The major societal impact of functional visual loss is financial, in the form of undeserved benefits paid for fraudulent claims, missed work, and unnecessary testing. Most of the patients in Keltner’s series were unemployed. Convincing the examiner of a visual defect could result in a lifetime disability check as opposed to either dependency on public assistance or an ultimate need to secure employment. Keltner et al., noted that as many as one-third of claims from the Workers’ Compensation program may have been fraudulent. The problem is likely one that costs society millions of dollars per year. Ophthalmologists and optometrists can declare a patient legally blind; because of the financial impact they are obligated to be absolutely certain that functional visual loss is not present.




Functional Visual Loss in Children


The presentation of functional visual loss in children is often different from that in adults. First, the clinical suspicion for true or organic vision loss in children must be higher since the pediatric eye examination may be marked by poor cooperation or a lack of understanding of test procedures. Even when functional visual loss is “confidently” diagnosed, the patients must be followed closely for development of organic findings over time. Second, malingering, confrontational behavior, and pending insurance claims are infrequent in children. Lastly, children are less sophisticated and highly suggestible.


Clinical Setting


Functional visual loss has been estimated to occur in approximately 1 child per 1000 per year, and the most commonly encountered demographic group is pubescent girls (ages 9–11 years). There are often other accompanying symptoms such as headache, eye pain, and face pain. As with adults, functional visual loss may accompany organic visual loss.


Causes


Mantyjarvi found that only a few children had an underlying psychological illness causing the functional visual loss. In some children functional visual loss resulted from a lack of parental attention or conflict with parents. Divorce or relocation to a different school or city are common external stresses.

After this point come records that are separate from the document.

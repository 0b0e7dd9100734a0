use crate::model::Stat;
use std::time::{Duration, Instant};

#[derive(Clone, Copy, Debug, PartialEq, Eq)]
pub enum ToastKind {
    Stat(Stat),
    Plain,
}

#[derive(Clone, Debug, PartialEq, Eq)]
pub struct Toast {
    pub message: &'static str,
    pub kind: ToastKind,
    shown_at: Instant,
}

/// Holds at most one confirmation message; a newer one replaces the old.
#[derive(Debug)]
pub struct ToastSlot {
    ttl: Duration,
    current: Option<Toast>,
}

impl ToastSlot {
    pub fn new(ttl: Duration) -> Self {
        Self { ttl, current: None }
    }

    pub fn show(&mut self, message: &'static str, kind: ToastKind, now: Instant) {
        self.current = Some(Toast {
            message,
            kind,
            shown_at: now,
        });
    }

    pub fn visible(&self, now: Instant) -> Option<&Toast> {
        self.current
            .as_ref()
            .filter(|t| now.saturating_duration_since(t.shown_at) < self.ttl)
    }
}

#[cfg(test)]
mod tests {
    use super::*;

    #[test]
    fn toast_expires_after_ttl() {
        let t0 = Instant::now();
        let mut slot = ToastSlot::new(Duration::from_secs(2));
        assert!(slot.visible(t0).is_none());

        slot.show("+20 Fuel!", ToastKind::Stat(Stat::Fuel), t0);
        assert_eq!(
            slot.visible(t0 + Duration::from_millis(1999)).map(|t| t.message),
            Some("+20 Fuel!")
        );
        assert!(slot.visible(t0 + Duration::from_secs(2)).is_none());
    }

    #[test]
    fn newer_toast_restarts_the_window() {
        let t0 = Instant::now();
        let mut slot = ToastSlot::new(Duration::from_secs(2));
        slot.show("+20 Fuel!", ToastKind::Stat(Stat::Fuel), t0);
        slot.show("+15 Vibe!", ToastKind::Stat(Stat::Vibe), t0 + Duration::from_secs(1));

        let shown = slot.visible(t0 + Duration::from_millis(2500)).unwrap();
        assert_eq!(shown.message, "+15 Vibe!");
        assert_eq!(shown.kind, ToastKind::Stat(Stat::Vibe));
    }
}
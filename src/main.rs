use anyhow::{Context, Result};
use blobagotchi::{app, config};
use clap::Parser;
use std::{fs::OpenOptions, sync::Mutex};
use tracing_subscriber::EnvFilter;

#[tokio::main]
async fn main() -> Result<()> {
    let cli = config::Cli::parse();
    let paths = config::project_paths(cli.data_dir.as_deref())?;

    let level = if cli.debug {
        tracing::Level::DEBUG
    } else if cli.verbose {
        tracing::Level::INFO
    } else {
        tracing::Level::WARN
    };
    // stdout and stderr belong to the terminal UI
    let log = OpenOptions::new()
        .create(true)
        .append(true)
        .open(&paths.log_path)
        .with_context(|| format!("opening {}", paths.log_path.display()))?;
    tracing_subscriber::fmt()
        .with_env_filter(EnvFilter::from_default_env().add_directive(level.into()))
        .with_writer(Mutex::new(log))
        .with_ansi(false)
        .init();

    app::run(cli, paths).await
}
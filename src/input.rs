use crossterm::event::{self, Event, KeyCode, KeyEventKind, KeyModifiers};
use std::time::Duration;

#[derive(Clone, Copy, Debug, PartialEq, Eq)]
pub enum ShellAction {
    Feed,
    Pet,
    SleepToggle,
    HelpToggle,
    Quit,
}

#[derive(Clone, Debug)]
pub struct InputEvent {
    pub key: KeyCode,
    pub mods: KeyModifiers,
}

pub fn collect_input_nonblocking(max_wait: Duration) -> anyhow::Result<Vec<InputEvent>> {
    let mut out = Vec::new();
    let mut timeout = max_wait;
    while event::poll(timeout)? {
        if let Event::Key(k) = event::read()? {
            if k.kind == KeyEventKind::Press {
                out.push(InputEvent {
                    key: k.code,
                    mods: k.modifiers,
                });
                if out.len() >= 32 {
                    break;
                }
            }
        }
        // only the first poll waits
        timeout = Duration::ZERO;
    }
    Ok(out)
}

/// Feed and pet keys map to nothing while the pet can't take them.
pub fn map_event_to_action(ev: &InputEvent, can_interact: bool) -> Option<ShellAction> {
    if matches!(ev.key, KeyCode::Char('c')) && ev.mods.contains(KeyModifiers::CONTROL) {
        return Some(ShellAction::Quit);
    }
    match ev.key {
        KeyCode::Char('q') | KeyCode::Char('Q') | KeyCode::Esc => Some(ShellAction::Quit),
        KeyCode::Char('h') | KeyCode::Char('H') | KeyCode::Char('?') => {
            Some(ShellAction::HelpToggle)
        }
        KeyCode::Char('s') | KeyCode::Char('S') => Some(ShellAction::SleepToggle),
        KeyCode::Char('f') | KeyCode::Char('F') if can_interact => Some(ShellAction::Feed),
        KeyCode::Char('p') | KeyCode::Char('P') | KeyCode::Char(' ') if can_interact => {
            Some(ShellAction::Pet)
        }
        _ => None,
    }
}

Although not malingering, many children realize the secondary gain of increased parental attention as a result of their complaints of defective vision. In others, deterioration in school performance may trigger complaints of functional visual loss. In this setting there is often a mismatch between visual difficulty encountered at school and that noted at home. For instance, when the child is observed unknowingly, there may be no visual difficulty watching television or at play. Similar behavior may be seen in children who desire glasses because their friends have them.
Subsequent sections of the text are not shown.